Quote:Original post by siliconsurfer
Ok cheers, does direction = S compare ASCII values? If not how does do the comparison between differnt letters?
Cheers
The
single quotes are important, but yes.
A char variable stores a
single value; it is not a "string" even in the C sense. C-style "strings" are dangerous hacks that assume that the character pointed to
and the bits of data that follow it in memory are all character-typed data which eventually end with a \0.
By the way, this:
theSprite->setY(theSprite->getY()+10);
is AWFUL.
The sprite itself should be handling this:
void Sprite::moveSouth(int distance) { y += distance; // Any other checking logic that used to be in the setter goes here.}
Then you can expose an interface with methods that
do something and have a
meaningful name. If you simply do everything through accessors and mutators then you are lying to yourself about encapsulation.
theSprite->moveSouth(10);
Later, we might change this to be a single 'move' method which accepts the direction as a parameter (either as a char or as the suggested enumeration value).
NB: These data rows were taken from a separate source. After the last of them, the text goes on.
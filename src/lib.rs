//! # metchat - weather-aware chat relay
//!
//! An HTTP relay that forwards chat messages to an OpenAI-compatible
//! completion API. When a message asks about the weather in a UK city, the
//! current Met Office forecast for that city is added to the system prompt
//! first. A standalone weather lookup endpoint is also exposed.
//!
//! ## Overview
//!
//! The crate can be used in two ways:
//!
//! 1. **As a standalone server** - Run the `metchat-server` binary
//! 2. **As a library** - Build an [`AppState`] with your own clients and
//!    mount [`api::routes::create_router`]
//!
//! ### Library Example
//!
//! ```rust,ignore
//! use metchat::{AppState, RelayConfig, api::routes::build_app};
//!
//! #[tokio::main]
//! async fn main() -> Result<(), Box<dyn std::error::Error>> {
//!     let config = RelayConfig::load_or_default("metchat.toml")?;
//!     let state = AppState::from_config(config)?;
//!     let listener = tokio::net::TcpListener::bind("127.0.0.1:3000").await?;
//!     axum::serve(listener, build_app(state)).await?;
//!     Ok(())
//! }
//! ```
//!
//! ## Modules
//!
//! - [`api`] - REST handlers and routes
//! - [`llm`] - Completion client and prompt assembly
//! - [`memory`] - Bounded per-session conversation history
//! - [`weather`] - Intent detection, geocoding and Met Office forecasts
//! - [`types`] - Request/response types and error handling
//! - [`utils`] - TOML configuration

#![warn(missing_docs)]
#![warn(rustdoc::missing_crate_level_docs)]

/// HTTP API handlers and routes.
#[allow(missing_docs)]
pub mod api;
/// Completion provider clients and prompt assembly.
#[allow(missing_docs)]
pub mod llm;
/// Conversation history buffers.
#[allow(missing_docs)]
pub mod memory;
/// Core types (requests, responses, errors).
#[allow(missing_docs)]
pub mod types;
/// Configuration utilities.
#[allow(missing_docs)]
pub mod utils;
/// Weather intent detection and forecast lookup.
#[allow(missing_docs)]
pub mod weather;

// Re-export commonly used types
pub use llm::{CompletionGateway, LLMClient, OpenAIClient};
pub use memory::{ConversationBuffer, ConversationStore};
pub use types::{AppError, Result};
pub use utils::toml_config::{ConfigError, RelayConfig};
pub use weather::{ForecastClient, MetOfficeClient};

use std::sync::Arc;

/// Application state shared across handlers
#[derive(Clone)]
pub struct AppState {
    /// Effective configuration
    pub config: Arc<RelayConfig>,
    /// Completion client plus system prompt
    pub gateway: CompletionGateway,
    /// Forecast lookups
    pub weather: Arc<dyn ForecastClient>,
    /// Per-session conversation history
    pub conversations: Arc<ConversationStore>,
}

impl AppState {
    /// Assemble state from already-built clients
    pub fn new(
        config: RelayConfig,
        llm: Arc<dyn LLMClient>,
        weather: Arc<dyn ForecastClient>,
    ) -> Self {
        let gateway = CompletionGateway::new(llm, config.llm.system_prompt());
        let conversations = Arc::new(ConversationStore::new(
            config.conversation.history_limit,
            config.conversation.max_sessions,
        ));

        Self {
            config: Arc::new(config),
            gateway,
            weather,
            conversations,
        }
    }

    /// Build the OpenAI and Met Office clients described by `config`
    pub fn from_config(config: RelayConfig) -> Result<Self> {
        let llm = OpenAIClient::new(
            config.llm_api_key()?,
            config.llm.api_base.clone(),
            config.llm.model.clone(),
        );
        let weather = MetOfficeClient::from_config(&config.weather, config.weather_api_key())?;

        Ok(Self::new(config, Arc::new(llm), Arc::new(weather)))
    }
}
Then we can directly do:
theSprite->move(10, badguy->getDirection());
Except that of course, we learn from the previous discussion, and avoid the accessor. The enemy object really should be more closely associated with its state anyway:
void enemy::move() { mySprite->move(10, myDirection);}// where mySprite is a member variable of the enemy class...badguy->move();
OO isn't about keeping data out of the wrong places; it is about putting code in the right places.